Les coupes budgétaires à la Société CBC/Radio-Canada font réagir. Certains remettent en cause l'existence même d'un diffuseur public. Peut-être sommes-nous collectivement en train d'oublier l'importance de l'information? Le mandat premier d'un diffuseur public repose sur la démocratisation de l'information.

À travers des émissions d'affaires publiques ou d'enquêtes, des reportages, des bulletins de nouvelles ou des documentaires, la société d'État participe à la culture du savoir. Comme l'information constitue une partie primordiale du pouvoir, il n'est pas un luxe, mais un devoir collectif de s'assurer de la survie de Radio-Canada.

En théorie du management, on définit le concept de décision rationnelle. Lorsqu'un gouvernement doit prendre une décision dans un contexte d'incertitude, il est soumis à un processus décisionnel. Des limites existent à ce type de prise de décision. Parmi celles-ci, on précise la capacité à obtenir de l'information de qualité en temps opportun. En somme, la mauvaise information mène possiblement aux mauvaises décisions. 

Pour qu'une société puisse prendre des décisions adéquates, elle se doit d'avoir une source d'information crédible, non biaisée et libre de tout intérêt personnel ou corporatif. Éliminer le diffuseur public à petit feu, c'est en quelque sorte provoquer la destruction volontaire de l'information en quête d'objectivité. Prenons en comparaison l'industrie pharmaceutique et les recherches universitaires. L'industrie pharmaceutique ne fait de la recherche dans un domaine que si la découverte projetée débouche sur un produit rentable. Par opposition, la recherche universitaire permet la quête de solutions moins rentables, mais nécessaires pour le bien public. 

Les diffuseurs privés ont une prémisse: générer un contenu pour le public cible rapportant le meilleur rendement qualité prix. En tant que citoyens, nous avons le droit et le devoir d'exiger une rigueur budgétaire du diffuseur public. Par contre, cet équilibre budgétaire doit s'harmoniser avec le devoir premier de Radio-Canada: protéger le public contre l'ignorance. 

Outre cela, une télévision d'État est un reflet amélioré de nous-mêmes: une version finie, une image de fierté de la société dont nous faisons partie. Radio-Canada, c'est l'accessibilité de l'information et non la multiplication des opinions.
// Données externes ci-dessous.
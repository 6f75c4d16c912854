//! Module entry point
//!
//! Reads one JSON argument document (from an args file path given as the first
//! CLI argument, or stdin), performs a single Organizations call and writes one
//! JSON result document to stdout. stdout belongs to the host protocol; all
//! logging goes to stderr.

mod adapter;
mod params;
mod protocol;

use std::process::ExitCode;

use org_provisioner_provider::OrganizationsClient;
use tracing_subscriber::{EnvFilter, layer::SubscriberExt, util::SubscriberInitExt};

use adapter::{ModuleError, submit_or_query};
use params::ModuleParams;
use protocol::ModuleResponse;

#[tokio::main]
async fn main() -> ExitCode {
    // Initialize tracing to stderr (stdout carries the result document)
    tracing_subscriber::registry()
        .with(
            tracing_subscriber::fmt::layer()
                .with_writer(std::io::stderr)
                .without_time()
                .with_ansi(false),
        )
        .with(EnvFilter::from_default_env().add_directive(tracing::Level::INFO.into()))
        .init();

    let raw = match read_args_document() {
        Ok(raw) => raw,
        Err(e) => {
            tracing::error!("Failed to read module arguments: {e}");
            return emit(&ModuleResponse::invalid_args(&format!(
                "cannot read argument document: {e}"
            )));
        }
    };

    let params = match ModuleParams::from_json(&raw) {
        Ok(params) => params,
        Err(e) => {
            tracing::error!("Failed to parse module arguments: {e}");
            return emit(&ModuleResponse::invalid_args(&format!(
                "cannot parse argument document: {e}"
            )));
        }
    };

    let Some(client) = OrganizationsClient::from_env() else {
        return emit(&ModuleResponse::invalid_args(
            "AWS credentials not found in environment (AWS_ACCESS_KEY_ID / AWS_SECRET_ACCESS_KEY)",
        ));
    };

    match submit_or_query(&client, &params).await {
        Ok(report) => {
            tracing::info!("Module run complete (changed: {})", report.changed);
            emit(&ModuleResponse::success(&report))
        }
        Err(error) => {
            log_failure(&error);
            emit(&ModuleResponse::failure(&error))
        }
    }
}

/// 第一个 CLI 参数是 args 文件路径；没有参数时读 stdin
fn read_args_document() -> std::io::Result<String> {
    use std::io::Read;

    match std::env::args().nth(1) {
        Some(path) => std::fs::read_to_string(path),
        None => {
            let mut buffer = String::new();
            std::io::stdin().read_to_string(&mut buffer)?;
            Ok(buffer)
        }
    }
}

/// 预期内的失败打 warn，其余打 error
fn log_failure(error: &ModuleError) {
    match error {
        ModuleError::Provider(e) if !e.is_expected() => {
            tracing::error!("Organizations call failed: {e}");
        }
        _ => tracing::warn!("Module run failed: {error}"),
    }
}

/// 写出结果文档并换取退出码
fn emit(response: &ModuleResponse) -> ExitCode {
    println!("{}", response.to_json());
    response.exit_code()
}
Certes, le monde des communications est en plein bouleversement. La tarte des revenus s'effrite et les télédiffuseurs et radiodiffuseurs perdent une partie des auditeurs et téléspectateurs captifs du passé. L'avenir semble s'orienter vers le contenu multiplateforme et la capacité à générer du contenu à un auditoire important: ce qui explique peut-être la surenchère sur le contrat de télédiffusion des matchs des Canadiens de Montréal. L'avenir est incertain pour une industrie où la technologie change les habitudes de consommation des abonnés. 
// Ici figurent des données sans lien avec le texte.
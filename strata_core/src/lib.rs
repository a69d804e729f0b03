//! # Strata Core
//!
//! Data types shared by every crate of the strata configuration engine.
//!
//! This crate provides:
//! - [`Value`]: a raw configuration value (scalar, sequence or nested mapping)
//! - [`ConfigMap`]: the case-insensitive, case-preserving nested mapping that
//!   backs every snapshot
//! - Deep-merge of mappings with change tracking

pub mod map;
pub mod merge;
pub mod value;

pub use map::{ConfigMap, NESTED_DELIMITER};
pub use merge::{merge_all, merge_into};
pub use value::Value;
Dans un climat de guerre de cotes d'écoute et de contenu, la Société CBC/Radio-Canada contribue à augmenter le standard de qualité de l'industrie et à préserver l'expression culturelle d'ici. Comme stipulé dans la mission même de la société, on doit offrir des «[...] services de radio et de télévision qui comportent une très large programmation qui renseigne, éclaire et divertit.»
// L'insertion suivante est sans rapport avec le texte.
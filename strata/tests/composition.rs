//! Composing sources into one configuration tree.

use serde::Deserialize;
use serde_json::json;
use std::fs;
use std::sync::Arc;
use strata::{
    CommandLineConfig, CompositeConfig, ConfigError, ConfigMap, ConfigNode, ConfigNodeExt,
    FileConfig, MemoryConfig, MergeConfig, SharedNode, StrInterpolator, Value,
};
use tempfile::TempDir;

fn memory(value: serde_json::Value) -> Arc<MemoryConfig> {
    Arc::new(MemoryConfig::with_data(ConfigMap::try_from(value).unwrap()))
}

#[test]
fn test_chain_later_child_dominates() {
    let config = CompositeConfig::new();
    config.add_config("a", memory(json!({"key": 1}))).unwrap();
    config.add_config("b", memory(json!({"key": 2}))).unwrap();
    assert_eq!(config.get("key").unwrap(), Some(Value::Int(2)));

    config.remove_config("b").unwrap();
    assert_eq!(config.get("key").unwrap(), Some(Value::Int(1)));
}

#[test]
fn test_merge_recurses_into_mappings() {
    let config = MergeConfig::new();
    config
        .add_config(
            "a",
            memory(json!({"parent": {"child": {"k": 1}, "child2": {"k": 2}}})),
        )
        .unwrap();
    config
        .add_config("b", memory(json!({"parent": {"child": {"k": 3, "k2": 4}}})))
        .unwrap();
    config.load().unwrap();

    let expected = ConfigMap::try_from(json!({
        "parent": {"child": {"k": 3, "k2": 4}, "child2": {"k": 2}}
    }))
    .unwrap();
    assert_eq!(config.raw_map(), expected);
}

#[test]
fn test_merge_interpolates_after_merging() {
    let config = MergeConfig::new();
    config
        .add_config("defaults", memory(json!({"env": "dev", "db": {"name": "app_${env}"}})))
        .unwrap();
    config.add_config("overrides", memory(json!({"env": "prod"}))).unwrap();
    config.load().unwrap();

    assert_eq!(config.get_str("db.name", "").unwrap(), "app_prod");
}

#[test]
fn test_prefixed_view_of_flat_key() {
    let config = memory(json!({"db.host": "x"}));
    let db = config.prefixed("db").unwrap();

    assert_eq!(db.get("host").unwrap(), Some(Value::from("x")));
}

#[test]
fn test_prefixed_view_of_composite() {
    let config = CompositeConfig::new();
    config
        .add_config("defaults", memory(json!({"db": {"host": "localhost", "port": 5432}})))
        .unwrap();
    config.add_config("overrides", memory(json!({"db.host": "db.internal"}))).unwrap();

    let db = config.prefixed("db").unwrap();
    assert_eq!(db.get_str("host", "").unwrap(), "db.internal");
    assert_eq!(db.get_int("port", 0).unwrap(), 5432);
}

#[test]
fn test_interpolation_sees_sibling_keys() {
    let config = CompositeConfig::new();
    config
        .add_config("app", memory(json!({"greeting": "hello ${user.name}"})))
        .unwrap();
    config.add_config("users", memory(json!({"user": {"name": "ada"}}))).unwrap();

    assert_eq!(config.get_str("greeting", "").unwrap(), "hello ada");
}

#[test]
fn test_missing_variable_is_strict() {
    let config = CompositeConfig::new();
    config.add_config("app", memory(json!({"url": "${missing}/path"}))).unwrap();

    assert!(matches!(
        config.get("url").unwrap_err(),
        ConfigError::Interpolation(_)
    ));
}

#[test]
fn test_lenient_interpolator_substitutes_empty() {
    let config = MemoryConfig::with_data(ConfigMap::try_from(json!({"url": "${missing}/path"})).unwrap())
        .with_interpolator(StrInterpolator::lenient());

    assert_eq!(config.get_str("url", "").unwrap(), "/path");
}

#[test]
fn test_file_then_command_line_overrides() {
    let dir = TempDir::new().unwrap();
    fs::write(
        dir.path().join("app.yaml"),
        "server:\n  host: 0.0.0.0\n  port: 8080\nworkers: 2\n",
    )
    .unwrap();

    let config = CompositeConfig::with_load_on_add(true);
    config
        .add_config(
            "file",
            Arc::new(FileConfig::new("app.yaml").with_paths([dir.path().display().to_string()])),
        )
        .unwrap();
    config
        .add_config(
            "args",
            Arc::new(CommandLineConfig::from_args(["--server.port=9090", "-workers", "4"])),
        )
        .unwrap();

    assert_eq!(config.get_str("server.host", "").unwrap(), "0.0.0.0");
    assert_eq!(config.get_int("server.port", 0).unwrap(), 9090);
    assert_eq!(config.get_int("workers", 0).unwrap(), 4);
    assert_eq!(config.config_names(), vec!["file".to_string(), "args".to_string()]);
}

#[test]
fn test_deserialize_section() {
    #[derive(Debug, Deserialize, PartialEq)]
    struct Database {
        host: String,
        port: u16,
        url: String,
    }

    let config = CompositeConfig::new();
    config
        .add_config(
            "base",
            memory(json!({"database": {"host": "db", "port": 5432, "url": "pg://${database.host}"}})),
        )
        .unwrap();

    let database: Database = config.get_deserialized("database").unwrap().unwrap();
    assert_eq!(
        database,
        Database {
            host: "db".to_string(),
            port: 5432,
            url: "pg://db".to_string(),
        }
    );
    assert!(config.get_deserialized::<Database>("missing").unwrap().is_none());
}

#[test]
fn test_case_insensitive_keys_across_tree() {
    let config = CompositeConfig::new();
    config.add_config("a", memory(json!({"Server": {"Port": 80}}))).unwrap();

    assert_eq!(config.get_int("server.port", 0).unwrap(), 80);
    assert_eq!(config.get_int("SERVER.PORT", 0).unwrap(), 80);
    assert_eq!(config.keys(), vec!["Server".to_string()]);
}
Avec la prolifération des nouvelles sur les médias sociaux, le nerf de la guerre se situe dans la crédibilité de la source. Dans cette ère de partage instantané, certaines personnes en viennent même à confondre les nouvelles satiriques avec les véritables informations. Préservons Radio-Canada, parce que le monde dans lequel on vit se définit autrement que par les votes à un dollar d'un concours de chansons.